From the opening line of the records through the line bearing "binary and tests", set down every line exactly.

━━━━━━━━━━━━━━━━━━━━━━━━━━━━━━

//! The live world the engine trades in
//!
//! Party inventories, location containers, ground drops and player-facing
//! messages all belong to the host's main thread. The engine never touches a
//! `World` directly: it posts closures to the
//! [`MainThread`](crate::core::dispatch::MainThread) that owns it.
//!
//! - `memory`: an in-memory world used by the replay binary and tests

pub mod memory;

pub use memory::{Holder, Holding, InMemoryWorld};

use crate::types::{
    Inventory, ItemStack, Location, LocationId, PartyId, Position, TradeSource, TransactionId,
};
use std::fmt;

/// Message delivered to a party
#[derive(Debug, Clone, PartialEq, Eq)]
pub enum Notice {
    TradeCompleted {
        transaction_id: TransactionId,
        source: TradeSource,
    },

    TradeFailed {
        reason: String,
    },

    /// Delivered items did not fit and were dropped at the party's feet
    ItemsDropped {
        quantity: u32,
    },

    /// An ownership change cancelled the party's trade
    OwnershipChanged {
        location: LocationId,
    },
}

impl fmt::Display for Notice {
    fn fmt(&self, f: &mut fmt::Formatter<'_>) -> fmt::Result {
        match self {
            Notice::TradeCompleted { transaction_id, .. } => {
                write!(f, "Trade completed (#{})", transaction_id)
            }
            Notice::TradeFailed { reason } => write!(f, "Trade failed: {}", reason),
            Notice::ItemsDropped { quantity } => {
                write!(f, "Inventory full - {} items dropped at your feet", quantity)
            }
            Notice::OwnershipChanged { .. } => {
                f.write_str("Shop ownership changed - trade cancelled")
            }
        }
    }
}

/// Main-thread-owned live state
///
/// Implementations are moved onto the main thread once and only ever
/// accessed from there, so they need `Send` but not `Sync`.
pub trait World: Send + 'static {
    /// Whether the party is online and present
    fn is_online(&self, party: PartyId) -> bool;

    fn party_inventory(&self, party: PartyId) -> Option<&Inventory>;

    fn party_inventory_mut(&mut self, party: PartyId) -> Option<&mut Inventory>;

    /// Where overflow for this party is dropped
    fn party_position(&self, party: PartyId) -> Option<Position>;

    /// Backing container of a location, if it has one
    fn container(&self, location: LocationId) -> Option<&Inventory>;

    fn container_mut(&mut self, location: LocationId) -> Option<&mut Inventory>;

    /// Drop a stack on the ground at `at`
    fn drop_item(&mut self, at: Position, item: ItemStack);

    fn notify(&mut self, party: PartyId, notice: Notice);

    /// Redraw the location's interactive marker
    fn refresh_marker(&mut self, location: &Location);
}
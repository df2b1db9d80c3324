//! In-memory world
//!
//! Parties, containers and the ground live in plain maps. Every notice,
//! drop and marker refresh is recorded so callers can inspect what the
//! engine did.

use super::{Notice, World};
use crate::types::{Inventory, ItemStack, Location, LocationId, PartyId, Position};
use std::collections::{BTreeMap, HashMap};
use std::fmt;

/// Default slot count of a party inventory
pub const PARTY_INVENTORY_SIZE: usize = 36;

/// Default slot count of a location container
pub const CONTAINER_SIZE: usize = 27;

#[derive(Debug, Clone)]
struct Party {
    online: bool,
    position: Position,
    inventory: Inventory,
}

/// Who holds a quantity of items, for reporting
#[derive(Debug, Clone, Copy, PartialEq, Eq, PartialOrd, Ord, Hash)]
pub enum Holder {
    Party(PartyId),
    Container(LocationId),
    Ground,
}

impl fmt::Display for Holder {
    fn fmt(&self, f: &mut fmt::Formatter<'_>) -> fmt::Result {
        match self {
            Holder::Party(id) => write!(f, "party:{}", id),
            Holder::Container(id) => write!(f, "shop:{}", id),
            Holder::Ground => f.write_str("ground"),
        }
    }
}

/// Total quantity of one item kind held by one holder
#[derive(Debug, Clone, PartialEq, Eq)]
pub struct Holding {
    pub holder: Holder,
    pub item: String,
    pub quantity: u32,
}

/// World backed by in-memory maps
#[derive(Debug, Default)]
pub struct InMemoryWorld {
    parties: HashMap<PartyId, Party>,
    containers: HashMap<LocationId, Inventory>,
    dropped: Vec<(Position, ItemStack)>,
    notices: Vec<(PartyId, Notice)>,
    marker_refreshes: Vec<LocationId>,
}

impl InMemoryWorld {
    pub fn new() -> Self {
        InMemoryWorld::default()
    }

    /// Add an online party with an empty inventory of `slots` slots
    pub fn add_party(&mut self, party: PartyId, slots: usize, position: Position) {
        self.parties.insert(
            party,
            Party {
                online: true,
                position,
                inventory: Inventory::new(slots),
            },
        );
    }

    pub fn set_online(&mut self, party: PartyId, online: bool) {
        if let Some(state) = self.parties.get_mut(&party) {
            state.online = online;
        }
    }

    /// Put items into a party's inventory, returning how many fit
    pub fn give(&mut self, party: PartyId, item: &ItemStack, amount: u32) -> u32 {
        self.parties
            .get_mut(&party)
            .map_or(0, |state| state.inventory.add(item, amount))
    }

    /// Link an empty container of `slots` slots to a location
    pub fn add_container(&mut self, location: LocationId, slots: usize) {
        self.containers.insert(location, Inventory::new(slots));
    }

    pub fn remove_container(&mut self, location: LocationId) -> Option<Inventory> {
        self.containers.remove(&location)
    }

    /// Put items into a location's container, returning how many fit
    pub fn stock(&mut self, location: LocationId, item: &ItemStack, amount: u32) -> u32 {
        self.containers
            .get_mut(&location)
            .map_or(0, |container| container.add(item, amount))
    }

    /// Take items out of a location's container by hand
    pub fn take_from_container(
        &mut self,
        location: LocationId,
        item: &ItemStack,
        amount: u32,
    ) -> bool {
        self.containers
            .get_mut(&location)
            .is_some_and(|container| container.remove(item, amount))
    }

    pub fn dropped(&self) -> &[(Position, ItemStack)] {
        &self.dropped
    }

    pub fn notices_for(&self, party: PartyId) -> Vec<&Notice> {
        self.notices
            .iter()
            .filter(|(to, _)| *to == party)
            .map(|(_, notice)| notice)
            .collect()
    }

    pub fn marker_refreshes(&self) -> &[LocationId] {
        &self.marker_refreshes
    }

    /// Every non-empty holding, sorted by holder then item
    pub fn holdings(&self) -> Vec<Holding> {
        let mut totals: BTreeMap<(Holder, String), u32> = BTreeMap::new();

        let mut tally = |holder: Holder, stack: &ItemStack| {
            *totals.entry((holder, stack.kind.clone())).or_default() += stack.amount;
        };

        for (id, party) in &self.parties {
            for stack in party.inventory.slots().iter().flatten() {
                tally(Holder::Party(*id), stack);
            }
        }
        for (id, container) in &self.containers {
            for stack in container.slots().iter().flatten() {
                tally(Holder::Container(*id), stack);
            }
        }
        for (_, stack) in &self.dropped {
            tally(Holder::Ground, stack);
        }

        totals
            .into_iter()
            .filter(|(_, quantity)| *quantity > 0)
            .map(|((holder, item), quantity)| Holding {
                holder,
                item,
                quantity,
            })
            .collect()
    }
}

impl World for InMemoryWorld {
    fn is_online(&self, party: PartyId) -> bool {
        self.parties.get(&party).is_some_and(|state| state.online)
    }

    fn party_inventory(&self, party: PartyId) -> Option<&Inventory> {
        self.parties.get(&party).map(|state| &state.inventory)
    }

    fn party_inventory_mut(&mut self, party: PartyId) -> Option<&mut Inventory> {
        self.parties.get_mut(&party).map(|state| &mut state.inventory)
    }

    fn party_position(&self, party: PartyId) -> Option<Position> {
        self.parties.get(&party).map(|state| state.position)
    }

    fn container(&self, location: LocationId) -> Option<&Inventory> {
        self.containers.get(&location)
    }

    fn container_mut(&mut self, location: LocationId) -> Option<&mut Inventory> {
        self.containers.get_mut(&location)
    }

    fn drop_item(&mut self, at: Position, item: ItemStack) {
        self.dropped.push((at, item));
    }

    fn notify(&mut self, party: PartyId, notice: Notice) {
        tracing::debug!(party, %notice, "notice");
        self.notices.push((party, notice));
    }

    fn refresh_marker(&mut self, location: &Location) {
        self.marker_refreshes.push(location.id);
    }
}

━━━━━━━━━━━━━━━━━━━━━━━━━━━━━━

▶ **Reply**
//! The live world the engine trades in
//!
//! Party inventories, location containers, ground drops and player-facing
//! messages all belong to the host's main thread. The engine never touches a
//! `World` directly: it posts closures to the
//! [`MainThread`](crate::core::dispatch::MainThread) that owns it.
//!
//! - `memory`: an in-memory world used by the replay binary and tests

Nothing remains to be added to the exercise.